Work task: I would like each line of the data that holds the word "trace" copied out.
■ ■ ■ ■ ■
//! Configuration rule types
//!
//! A rule describes the constraints a plugin places on one configuration key.
//! Rules are built once and handed to whatever validates supplied values:
//! - `FloatRule` - Constraints for a floating-point key
//! - `FloatRuleOpt` - A single optional constraint applied while building
//! - `FloatRuleBuilder` - Fluent form of `FloatRule::new`

mod float;

pub use float::{
    FloatRule, FloatRuleBuilder, FloatRuleOpt, set_default_float, set_max_float, set_min_float,
};
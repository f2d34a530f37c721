//! Error types for plugrule

use thiserror::Error;

/// Result type alias for plugrule operations
pub type Result<T> = std::result::Result<T, Error>;

/// Main error type for plugrule
#[derive(Error, Debug, Clone, PartialEq, Eq)]
pub enum Error {
    /// A rule was declared with an empty key
    #[error("Key cannot be empty")]
    EmptyKey,
}

impl Error {
    /// Check if this error was caused by an invalid rule key
    #[must_use]
    pub fn is_invalid_key(&self) -> bool {
        matches!(self, Error::EmptyKey)
    }
}
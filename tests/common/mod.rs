//! Common test utilities for plugrule integration tests

#![allow(dead_code)]

use plugrule::{FloatRule, FloatRuleOpt, set_default_float, set_max_float, set_min_float};

/// Enable `debug!` output from the library when `RUST_LOG` is set
pub fn init_logging() {
    let _ = env_logger::builder().is_test(true).try_init();
}

/// Steps for the "threshold" rule: default 1.5, range [0, 10]
pub fn threshold_options() -> [FloatRuleOpt; 3] {
    [set_default_float(1.5), set_min_float(0.0), set_max_float(10.0)]
}

pub fn threshold_rule() -> FloatRule {
    FloatRule::new("threshold", true, threshold_options()).unwrap()
}

/// Every ordering of `items`
pub fn permutations<T: Clone>(items: &[T]) -> Vec<Vec<T>> {
    if items.len() <= 1 {
        return vec![items.to_vec()];
    }
    let mut out = Vec::new();
    for i in 0..items.len() {
        let mut rest = items.to_vec();
        let head = rest.remove(i);
        for mut tail in permutations(&rest) {
            tail.insert(0, head.clone());
            out.push(tail);
        }
    }
    out
}
use tracing::trace;

use crate::error::{ListError, Result};
use crate::list::ArrayList;

/// A forward-only, fail-fast traversal of an [`ArrayList`], created by
/// [`ArrayList::iterator`].
///
/// The snapshot does not borrow the list. Each call takes the list it was
/// created from, which lets the list be mutated between calls. Any change made
/// through a path other than [`Snapshot::remove`] is detected on the next call
/// and reported as [`ListError::ConcurrentChange`]. Driving a snapshot with a
/// different list is reported the same way.
///
/// ```
/// # use arraylist::{ArrayList, ListError};
/// let mut list = ArrayList::from(vec![1, 2, 3, 4]);
/// let mut it = list.iterator();
///
/// while it.has_next(&list)? {
///     if it.next(&list)? % 2 == 0 {
///         it.remove(&mut list)?;
///     }
/// }
/// assert_eq!(list.to_string(), "[1, 3]");
///
/// list.add(5);
/// assert!(matches!(it.has_next(&list), Err(ListError::ConcurrentChange { .. })));
/// # Ok::<(), ListError>(())
/// ```
#[derive(Clone, Debug)]
pub struct Snapshot {
	cursor:     usize,
	expected:   u64,
	can_remove: bool,
	origin:     u64,
}

impl Snapshot {
	#[inline]
	pub(crate) const fn new(origin: u64, expected: u64) -> Self {
		Self {
			cursor:     0,
			expected,
			can_remove: false,
			origin,
		}
	}

	fn check<T>(&self, list: &ArrayList<T>) -> Result<()> {
		if self.origin != list.id() || self.expected != list.changes() {
			return Err(ListError::ConcurrentChange {
				expected: self.expected,
				found:    list.changes(),
			});
		}
		Ok(())
	}

	/// Check if another element is left. `O(1)`.
	#[inline]
	pub fn has_next<T>(&self, list: &ArrayList<T>) -> Result<bool> {
		self.check(list)?;
		Ok(self.cursor < list.len())
	}

	/// Yield the next element and allow one [`remove`](Self::remove). `O(1)`.
	/// ```
	/// # use arraylist::{ArrayList, ListError};
	/// let list = ArrayList::from(vec![1]);
	/// let mut it = list.iterator();
	/// assert_eq!(it.next(&list), Ok(&1));
	/// assert_eq!(it.next(&list), Err(ListError::NoSuchElement));
	/// ```
	pub fn next<'l, T>(&mut self, list: &'l ArrayList<T>) -> Result<&'l T> {
		if !self.has_next(list)? {
			return Err(ListError::NoSuchElement);
		}

		let elem = list.get(self.cursor)?;
		self.cursor += 1;
		self.can_remove = true;
		Ok(elem)
	}

	/// Remove the element returned by the last [`next`](Self::next). `O(n)`.
	/// The snapshot stays valid afterwards; the next call to `next` yields the
	/// element that followed the removed one.
	/// ```
	/// # use arraylist::{ArrayList, ListError};
	/// let mut list = ArrayList::from(vec![1, 2]);
	/// let mut it = list.iterator();
	///
	/// assert_eq!(it.remove(&mut list), Err(ListError::InvalidState));
	///
	/// it.next(&list).unwrap();
	/// assert_eq!(it.remove(&mut list), Ok(1));
	/// assert_eq!(it.remove(&mut list), Err(ListError::InvalidState));
	/// assert_eq!(it.next(&list), Ok(&2));
	/// ```
	pub fn remove<T>(&mut self, list: &mut ArrayList<T>) -> Result<T> {
		self.check(list)?;
		if !self.can_remove {
			return Err(ListError::InvalidState);
		}

		let elem = list.remove(self.cursor - 1)?;
		self.cursor -= 1;
		self.expected = list.changes();
		self.can_remove = false;

		trace!(list = self.origin, index = self.cursor, "removed through snapshot");
		Ok(elem)
	}

	/// Index of the element the next call to [`next`](Self::next) would yield.
	#[inline]
	pub const fn position(&self) -> usize {
		self.cursor
	}
}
■ ■ ■ ■ ■
Answer for this exercise:
use tracing::trace;
		trace!(list = self.origin, index = self.cursor, "removed through snapshot");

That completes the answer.